Dans son rapport annuel Global Risks Report, le Forum économique mondial classe le risque cyber au 5e rang des risques mondiaux pour 2024. Cela traduit une profonde prise de conscience des impacts générés par l’augmentation des cyberattaques, renforcées par des outils qui les rendent plus performantes et donc plus dévastatrices. Personne n’est épargné : des collectivités territoriales aux PME, en passant par les grands groupes, mais également les hôpitaux, fournisseurs d’eau et d’énergie et autres OIV (opérateurs d’importance vitale). Sébastien Viou, Directeur cybersécurité et management produits de Stormshield, fait le point sur la nécessaire amélioration du niveau de cybersécurité, surtout pour les PME. Pour lui, l’inflation des règlementations n’est pas la seule solution pour contrer les cyberattaques.}

Global Security Mag : Quel est l’état de la menace cyber en France ? Quels impacts sur notre économie ?
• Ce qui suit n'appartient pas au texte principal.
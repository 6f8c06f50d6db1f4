//! Friend cert: one half of a mutual pairing.
//!
//! Two friend certs, one per party, share every pairing parameter except
//! the salt and the owner. Both carry the same constraints digest, computed
//! over the sorted owner/salt material plus the shared time/level tuple, so
//! neither side can unilaterally alter the pairing.

use trellis_crypto::{ChainHasher, HASH_LEN};

use crate::cert::{validate_chain, Cert};
use crate::error::{ModelError, Result};
use crate::fields::{
    IDX_CERT_CONFIG, IDX_CERT_JURISDICTION, IDX_CERT_REGION, IDX_FRIEND_LEVEL, IDX_FRIEND_SALT,
    IDX_LICENSE_MAX_EXPIRE_TIME,
};
use crate::flags;
use crate::kind::ModelKind;
use crate::model::Model;

/// One side of a friend pairing.
#[derive(Debug, Clone)]
pub struct FriendCert {
    model: Model,
}

impl FriendCert {
    /// Start a new mutable friend cert.
    #[must_use]
    pub fn new() -> Self {
        Self {
            model: Model::new(ModelKind::FriendCert),
        }
    }

    /// Wrap an existing carrier; the kind must match.
    pub fn from_model(model: Model) -> Result<Self> {
        if model.kind() != ModelKind::FriendCert {
            return Err(ModelError::validation("not a friend cert"));
        }
        Ok(Self { model })
    }

    /// Decode from packed bytes.
    pub fn decode(bytes: &[u8]) -> Result<Self> {
        Self::from_model(Model::unpack(bytes)?)
    }

    /// Consume into the carrier.
    #[must_use]
    pub fn into_model(self) -> Model {
        self.model
    }

    /// The pair-distinct salt.
    pub fn salt(&self) -> Result<&[u8]> {
        self.model
            .bytes_field(IDX_FRIEND_SALT)
            .ok_or_else(|| ModelError::validation("friend cert missing salt"))
    }

    /// The shared friendship level.
    pub fn friend_level(&self) -> Result<u64> {
        self.model
            .uint_field(IDX_FRIEND_LEVEL)
            .ok_or_else(|| ModelError::validation("friend cert missing friendLevel"))
    }

    /// Upper bound on license expiry minted through this pairing.
    #[must_use]
    pub fn license_max_expire_time(&self) -> Option<u64> {
        self.model.uint_field(IDX_LICENSE_MAX_EXPIRE_TIME)
    }

    /// Region the pairing is valid in.
    #[must_use]
    pub fn region(&self) -> Option<&str> {
        self.model.str_field(IDX_CERT_REGION)
    }

    /// Jurisdiction the pairing is valid in.
    #[must_use]
    pub fn jurisdiction(&self) -> Option<&str> {
        self.model.str_field(IDX_CERT_JURISDICTION)
    }

    /// Whether the pair constraints must include the extender key.
    #[must_use]
    pub fn hashes_extender_key(&self) -> bool {
        flags::bit(
            self.model.config_value(IDX_CERT_CONFIG),
            flags::FRIEND_CERT_HASH_EXTENDER_PUBLIC_KEY,
        )
    }

    /// Compute the pairing constraints digest against the other side.
    ///
    /// Both owners and both salts (plus the shared region and jurisdiction
    /// when set) are sorted lexicographically so either side computes the
    /// same digest, then the shared time/level tuple is folded in. When
    /// either cert sets `HashExtenderPublicKey` the extender key is appended
    /// and becomes mandatory.
    pub fn hash_friend_constraints(
        &self,
        other: &FriendCert,
        extender: Option<&[u8]>,
    ) -> Result<[u8; HASH_LEN]> {
        let mut elements: Vec<Vec<u8>> = vec![
            self.model.owner()?.as_bytes().to_vec(),
            other.model.owner()?.as_bytes().to_vec(),
            self.salt()?.to_vec(),
            other.salt()?.to_vec(),
        ];
        if let Some(region) = self.region() {
            elements.push(region.as_bytes().to_vec());
        }
        if let Some(jurisdiction) = self.jurisdiction() {
            elements.push(jurisdiction.as_bytes().to_vec());
        }
        elements.sort();

        let mut chain = ChainHasher::new();
        for element in &elements {
            chain.update(element);
        }

        let creation = self
            .model
            .creation_time()
            .ok_or_else(|| ModelError::validation("friend cert missing creationTime"))?;
        let expire = self
            .model
            .expire_time()
            .ok_or_else(|| ModelError::validation("friend cert missing expireTime"))?;
        chain.update(&creation.to_be_bytes()[2..]);
        chain.update(&expire.to_be_bytes()[2..]);
        match self.license_max_expire_time() {
            Some(limit) => chain.update(&limit.to_be_bytes()[2..]),
            None => chain.update_absent(),
        }
        chain.update(&[self.friend_level()? as u8]);

        if self.hashes_extender_key() || other.hashes_extender_key() {
            let extender = extender.ok_or_else(|| {
                ModelError::validation("pair constraints require the extender key")
            })?;
            chain.update(extender);
        }
        Ok(chain.finalize())
    }

    /// Validate one cert of a pair against the other.
    ///
    /// The shared parameters must be identical, the salts and owners
    /// distinct, and both certs must carry the same constraints digest equal
    /// to [`Self::hash_friend_constraints`].
    pub fn validate_pair(
        &self,
        other: &FriendCert,
        extender: Option<&[u8]>,
        now: Option<u64>,
    ) -> Result<()> {
        self.validate_cert_base(now)?;
        other.validate_cert_base(now)?;

        let same_times = self.model.creation_time() == other.model.creation_time()
            && self.model.expire_time() == other.model.expire_time()
            && self.license_max_expire_time() == other.license_max_expire_time();
        if !same_times {
            return Err(ModelError::validation("pair times must be identical"));
        }
        if self.friend_level()? != other.friend_level()? {
            return Err(ModelError::validation("pair friendLevel must be identical"));
        }
        if self.region() != other.region() || self.jurisdiction() != other.jurisdiction() {
            return Err(ModelError::validation(
                "pair region and jurisdiction must be identical",
            ));
        }
        if self.salt()? == other.salt()? {
            return Err(ModelError::validation("pair salts must be distinct"));
        }
        if self.model.owner()? == other.model.owner()? {
            return Err(ModelError::validation("pair owners must be distinct"));
        }

        let digest = self.hash_friend_constraints(other, extender)?;
        let mirrored = other.hash_friend_constraints(self, extender)?;
        if digest != mirrored {
            return Err(ModelError::validation(
                "pair constraints are not symmetric",
            ));
        }
        for cert in [self, other] {
            match cert.constraints() {
                Some(found) if found == digest => {}
                _ => {
                    return Err(ModelError::validation(
                        "friend cert constraints do not match the pair digest",
                    ));
                }
            }
        }
        Ok(())
    }

    /// Validate the cert and, when `deep`, its chain and signatures.
    pub fn validate(&self, deep: bool, now: Option<u64>) -> Result<()> {
        self.validate_cert_base(now)?;
        self.salt()?;
        self.friend_level()?;
        if deep {
            validate_chain(self, false)?;
            if !self.model.verify(false)? {
                return Err(ModelError::validation("signature verification failed"));
            }
        }
        Ok(())
    }
}

impl Default for FriendCert {
    fn default() -> Self {
        Self::new()
    }
}

impl Cert for FriendCert {
    fn model(&self) -> &Model {
        &self.model
    }

    fn model_mut(&mut self) -> &mut Model {
        &mut self.model
    }
}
Sébastien Viou : En ce début d’année, l’état de la menace n’a pas changé par rapport au début de 2023. Les chiffres du CESIN (baromètre 2023 – enquête OpinionWay) montrent même que le nombre de cyberattaques est en baisse depuis 2020. Une décroissance peut être liée à la guerre en Ukraine, puisqu’une partie des cybercriminels semble s’être détournée des particuliers et des entreprises pour se consacrer à cette guerre. Toutefois, je note que dès qu’une vulnérabilité apparaît, elle est immédiatement exploitée, comme celle d’Ivanti par exemple. Par ailleurs, on rencontre une moins grande diversité des attaques : les cybercriminels utilisent les mêmes outils, qui sont quasi industrialisés maintenant.
Par contre, l’impact sur l’économie est notable. Toute attaque génère des conséquences plus ou moins graves selon la taille de l’entreprise, qui vont bien au-delà du coût de remise en route, avec parfois des pertes d’exploitation de plusieurs mois ou des pertes de données irréversibles. De ce fait, les attaques se terminent souvent par la fermeture des entreprises victimes. Selon l’ANSSI, environ 60% des PME attaquées déposeraient le bilan dans les mois qui suivent. Les grands groupes arrivent à s’en sortir grâce aux solutions de cybersécurité déployées, aux équipes internes de cybersécurité… et des règlementations imposées comme la LPM qui les a obligé à élever leur niveau de cybersécurité il y a 10 ans.
Pour les PME, chaque attaque est plus compliquée à gérer. Elles n’ont plus d’autre choix que de devoir se protéger. Selon moi, on ne peut pas opérer une transformation numérique sans prendre en compte la cybersécurité qui va avec, sous peine de disparaitre. Mais cette nouvelle situation induit des surcoûts que ces PME vont répercuter sur le prix de leurs services ou productions. Ainsi, l’une des conséquences économiques indirectes de ces cyberattaques est la création d’inflation. Et sans expert en interne, de plus en plus de PME se tournent vers des services de sécurité délégués, ce qui profite au secteur mais illustre bien sa pénurie de profils.
Pour conclure ce rapide panorama, n’oublions pas aussi les conséquences économiques des attaques étatiques ou de concurrents à des fins d’espionnage industriel, géopolitique ou encore juridique. Dernier exemple en date avec Sophie Vermeille, une avocate victime d’intrusions informatiques probablement en lien avec les dossiers chauds sur lesquelles elle travaille.
La prise en compte de ce risque cyber est un problème de gouvernance

Global Security Mag : Comment se prémunir de ce couperet qui plane au-dessus des institutions et entreprises, quel que soit la taille ou le secteur ?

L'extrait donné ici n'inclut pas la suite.